Georgia Passes Dental Hygienists Supervision Law
HB 154 was signed into law by Georgia Governor Nathan Deal on May 8, 2017, with an effective date of January 1, 2018.
The law allows dental hygienists to perform functions in certain settings, such as qualified health centers and school-based health clinics, under the general supervision of a dentist. The functions include: application of sealants and oral prophylaxis and assessment; fluoride treatment; oral hygiene instruction; and exposure and processing of radiographs if provided for by specific standing order from the supervising dentist.

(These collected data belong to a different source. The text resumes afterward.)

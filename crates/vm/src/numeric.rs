//! Value arithmetic and comparison.
//!
//! Integer ∘ integer stays an arbitrary-precision integer. A float on
//! either side promotes both operands to `f64`. Integer division and
//! remainder round toward negative infinity, so the remainder takes the
//! sign of the divisor. Float results must be finite.

use std::cmp::Ordering;

use num_bigint::BigInt;
use num_traits::{Signed, ToPrimitive, Zero};
use xvm_common::Value;

/// Failure of a value operation, before it is tagged with an opcode.
#[derive(Debug, Clone, PartialEq, Eq)]
pub(crate) enum NumError {
    Type(String),
    Arith(&'static str),
}

type NumResult<T> = Result<T, NumError>;

enum Operands<'a> {
    Ints(&'a BigInt, &'a BigInt),
    Floats(f64, f64),
    Texts(&'a str, &'a str),
}

fn to_float(n: &BigInt) -> NumResult<f64> {
    n.to_f64()
        .filter(|x| x.is_finite())
        .ok_or(NumError::Arith("integer too large to convert to float"))
}

fn finite(x: f64) -> NumResult<Value> {
    if x.is_nan() {
        Err(NumError::Arith("result is not a number"))
    } else if x.is_infinite() {
        Err(NumError::Arith("float overflow"))
    } else {
        Ok(Value::Float(x))
    }
}

fn mismatch(verb: &str, a: &Value, b: &Value) -> NumError {
    NumError::Type(format!("cannot {verb} {} and {}", a.kind(), b.kind()))
}

fn operands<'a>(verb: &str, a: &'a Value, b: &'a Value) -> NumResult<Operands<'a>> {
    match (a, b) {
        (Value::Int(x), Value::Int(y)) => Ok(Operands::Ints(x, y)),
        (Value::Float(x), Value::Float(y)) => Ok(Operands::Floats(*x, *y)),
        (Value::Int(x), Value::Float(y)) => Ok(Operands::Floats(to_float(x)?, *y)),
        (Value::Float(x), Value::Int(y)) => Ok(Operands::Floats(*x, to_float(y)?)),
        (Value::Str(x), Value::Str(y)) => Ok(Operands::Texts(x, y)),
        _ => Err(mismatch(verb, a, b)),
    }
}

pub(crate) fn add(a: &Value, b: &Value) -> NumResult<Value> {
    match operands("add", a, b)? {
        Operands::Ints(x, y) => Ok(Value::Int(x + y)),
        Operands::Floats(x, y) => finite(x + y),
        Operands::Texts(x, y) => Ok(Value::Str(format!("{x}{y}"))),
    }
}

pub(crate) fn sub(a: &Value, b: &Value) -> NumResult<Value> {
    match operands("subtract", a, b)? {
        Operands::Ints(x, y) => Ok(Value::Int(x - y)),
        Operands::Floats(x, y) => finite(x - y),
        Operands::Texts(..) => Err(mismatch("subtract", a, b)),
    }
}

pub(crate) fn mul(a: &Value, b: &Value) -> NumResult<Value> {
    match operands("multiply", a, b)? {
        Operands::Ints(x, y) => Ok(Value::Int(x * y)),
        Operands::Floats(x, y) => finite(x * y),
        Operands::Texts(..) => Err(mismatch("multiply", a, b)),
    }
}

pub(crate) fn div(a: &Value, b: &Value) -> NumResult<Value> {
    match operands("divide", a, b)? {
        Operands::Ints(_, y) if y.is_zero() => Err(NumError::Arith("division by zero")),
        Operands::Ints(x, y) => {
            let quotient = x / y;
            let remainder = x % y;
            if !remainder.is_zero() && remainder.is_negative() != y.is_negative() {
                Ok(Value::Int(quotient - 1))
            } else {
                Ok(Value::Int(quotient))
            }
        }
        Operands::Floats(_, y) if y == 0.0 => Err(NumError::Arith("division by zero")),
        Operands::Floats(x, y) => finite(x / y),
        Operands::Texts(..) => Err(mismatch("divide", a, b)),
    }
}

pub(crate) fn rem(a: &Value, b: &Value) -> NumResult<Value> {
    match operands("take remainder of", a, b)? {
        Operands::Ints(_, y) if y.is_zero() => Err(NumError::Arith("modulo by zero")),
        Operands::Ints(x, y) => {
            let remainder = x % y;
            if !remainder.is_zero() && remainder.is_negative() != y.is_negative() {
                Ok(Value::Int(remainder + y))
            } else {
                Ok(Value::Int(remainder))
            }
        }
        Operands::Floats(_, y) if y == 0.0 => Err(NumError::Arith("modulo by zero")),
        Operands::Floats(x, y) => {
            let remainder = x % y;
            if remainder != 0.0 && (remainder < 0.0) != (y < 0.0) {
                finite(remainder + y)
            } else {
                finite(remainder)
            }
        }
        Operands::Texts(..) => Err(mismatch("take remainder of", a, b)),
    }
}

fn unary_float(verb: &str, a: &Value) -> NumResult<f64> {
    match a {
        Value::Int(n) => to_float(n),
        Value::Float(x) => Ok(*x),
        Value::Str(_) => Err(NumError::Type(format!("cannot {verb} text"))),
    }
}

pub(crate) fn neg(a: &Value) -> NumResult<Value> {
    match a {
        Value::Int(n) => Ok(Value::Int(-n)),
        Value::Float(x) => Ok(Value::Float(-x)),
        Value::Str(_) => Err(NumError::Type("cannot negate text".to_string())),
    }
}

pub(crate) fn exp(a: &Value) -> NumResult<Value> {
    finite(unary_float("exponentiate", a)?.exp())
}

pub(crate) fn sqrt(a: &Value) -> NumResult<Value> {
    let x = unary_float("take square root of", a)?;
    if x < 0.0 {
        return Err(NumError::Arith("square root of negative number"));
    }
    finite(x.sqrt())
}

/// Numeric equality across integer/float; text by content. A number never
/// equals a text.
pub(crate) fn equals(a: &Value, b: &Value) -> bool {
    match (a, b) {
        (Value::Int(x), Value::Int(y)) => x == y,
        (Value::Str(x), Value::Str(y)) => x == y,
        (Value::Str(_), _) | (_, Value::Str(_)) => false,
        _ => float_order(a, b) == Some(Ordering::Equal),
    }
}

// Integers too large for f64 convert to infinity, which still orders
// correctly against every finite float.
fn float_order(a: &Value, b: &Value) -> Option<Ordering> {
    let as_f64 = |v: &Value| match v {
        Value::Int(n) => n.to_f64(),
        Value::Float(x) => Some(*x),
        Value::Str(_) => None,
    };
    as_f64(a)?.partial_cmp(&as_f64(b)?)
}

/// Ordering for GT/LT/GE/LE.
pub(crate) fn compare(a: &Value, b: &Value) -> NumResult<Ordering> {
    match (a, b) {
        (Value::Int(x), Value::Int(y)) => Ok(x.cmp(y)),
        (Value::Str(x), Value::Str(y)) => Ok(x.cmp(y)),
        (Value::Str(_), _) | (_, Value::Str(_)) => Err(mismatch("compare", a, b)),
        _ => float_order(a, b).ok_or(NumError::Arith("unordered float comparison")),
    }
}

/// Condition test for CJMP: any non-zero number.
pub(crate) fn truthy(v: &Value) -> NumResult<bool> {
    match v {
        Value::Int(n) => Ok(!n.is_zero()),
        Value::Float(x) => Ok(*x != 0.0),
        Value::Str(_) => Err(NumError::Type("condition must be a number, got text".to_string())),
    }
}

#[cfg(test)]
mod tests {
    use super::*;

    fn int(n: i64) -> Value {
        Value::from(n)
    }

    #[test]
    fn integer_arithmetic_stays_integer() {
        assert_eq!(add(&int(2), &int(3)), Ok(int(5)));
        assert_eq!(sub(&int(10), &int(3)), Ok(int(7)));
        assert_eq!(mul(&int(-4), &int(3)), Ok(int(-12)));
    }

    #[test]
    fn mixed_arithmetic_promotes() {
        assert_eq!(add(&int(1), &Value::from(0.5)), Ok(Value::from(1.5)));
        assert_eq!(mul(&Value::from(2.0), &int(3)), Ok(Value::from(6.0)));
    }

    #[test]
    fn integer_division_floors() {
        assert_eq!(div(&int(7), &int(2)), Ok(int(3)));
        assert_eq!(div(&int(-7), &int(2)), Ok(int(-4)));
        assert_eq!(div(&int(7), &int(-2)), Ok(int(-4)));
        assert_eq!(div(&int(-8), &int(2)), Ok(int(-4)));
    }

    #[test]
    fn integer_remainder_follows_divisor_sign() {
        assert_eq!(rem(&int(7), &int(3)), Ok(int(1)));
        assert_eq!(rem(&int(-7), &int(3)), Ok(int(2)));
        assert_eq!(rem(&int(7), &int(-3)), Ok(int(-2)));
        assert_eq!(rem(&int(-3), &int(2)), Ok(int(1)));
    }

    #[test]
    fn float_division_and_remainder() {
        assert_eq!(div(&Value::from(1.0), &int(4)), Ok(Value::from(0.25)));
        assert_eq!(rem(&Value::from(-1.5), &Value::from(1.0)), Ok(Value::from(0.5)));
    }

    #[test]
    fn division_by_zero() {
        assert_eq!(
            div(&int(1), &int(0)),
            Err(NumError::Arith("division by zero"))
        );
        assert_eq!(
            div(&Value::from(1.0), &Value::from(0.0)),
            Err(NumError::Arith("division by zero"))
        );
        assert_eq!(rem(&int(1), &int(0)), Err(NumError::Arith("modulo by zero")));
    }

    #[test]
    fn text_concatenation_only_for_add() {
        assert_eq!(
            add(&Value::from("ab"), &Value::from("cd")),
            Ok(Value::from("abcd"))
        );
        assert!(matches!(
            sub(&Value::from("ab"), &Value::from("cd")),
            Err(NumError::Type(_))
        ));
        assert_eq!(
            add(&int(1), &Value::from("x")),
            Err(NumError::Type("cannot add integer and text".to_string()))
        );
    }

    #[test]
    fn float_overflow_is_arithmetic_error() {
        assert_eq!(
            mul(&Value::from(1e300), &Value::from(1e300)),
            Err(NumError::Arith("float overflow"))
        );
        assert_eq!(exp(&int(1000)), Err(NumError::Arith("float overflow")));
    }

    #[test]
    fn unary_operations() {
        assert_eq!(neg(&int(5)), Ok(int(-5)));
        assert_eq!(neg(&Value::from(2.5)), Ok(Value::from(-2.5)));
        assert_eq!(sqrt(&int(16)), Ok(Value::from(4.0)));
        assert_eq!(exp(&int(0)), Ok(Value::from(1.0)));
        assert_eq!(
            sqrt(&int(-1)),
            Err(NumError::Arith("square root of negative number"))
        );
        assert!(matches!(neg(&Value::from("x")), Err(NumError::Type(_))));
    }

    #[test]
    fn equality_rules() {
        assert!(equals(&int(1), &Value::from(1.0)));
        assert!(equals(&Value::from("a"), &Value::from("a")));
        assert!(!equals(&int(1), &Value::from("1")));
        assert!(!equals(&int(1), &int(2)));
    }

    #[test]
    fn ordering_rules() {
        assert_eq!(compare(&int(2), &int(10)), Ok(Ordering::Less));
        assert_eq!(compare(&Value::from(2.5), &int(2)), Ok(Ordering::Greater));
        assert_eq!(
            compare(&Value::from("apple"), &Value::from("banana")),
            Ok(Ordering::Less)
        );
        assert!(matches!(
            compare(&int(1), &Value::from("1")),
            Err(NumError::Type(_))
        ));
    }

    #[test]
    fn huge_integers_compare_with_floats() {
        let huge = Value::Int(BigInt::from(1) << 2000);
        assert_eq!(compare(&huge, &Value::from(1e300)), Ok(Ordering::Greater));
        assert!(matches!(
            add(&huge, &Value::from(1.0)),
            Err(NumError::Arith(_))
        ));
    }

    #[test]
    fn truthiness() {
        assert_eq!(truthy(&int(1)), Ok(true));
        assert_eq!(truthy(&int(0)), Ok(false));
        assert_eq!(truthy(&Value::from(0.0)), Ok(false));
        assert_eq!(truthy(&int(-3)), Ok(true));
        assert!(truthy(&Value::from("1")).is_err());
    }
}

Washington Passes Corporate Dentistry Law
SB 5322 was signed into law on May 16, 2017 by Governor Jay Inslee. The law, with an effective date of July 23, 2017, confirms that dentists have the option to contract for administrative support services and that only dentists licensed in Washington can own dental practices in the state. Also, the law prohibits any third party from interfering with dentists’ independent clinical judgement, such as imposing limitations on the amount of time a dentist spends with a patient, placing conditions on the number of patients a dentist must treat in a certain period of time, and limiting a dentist’s ability to decide on a treatment course for a patient, among others.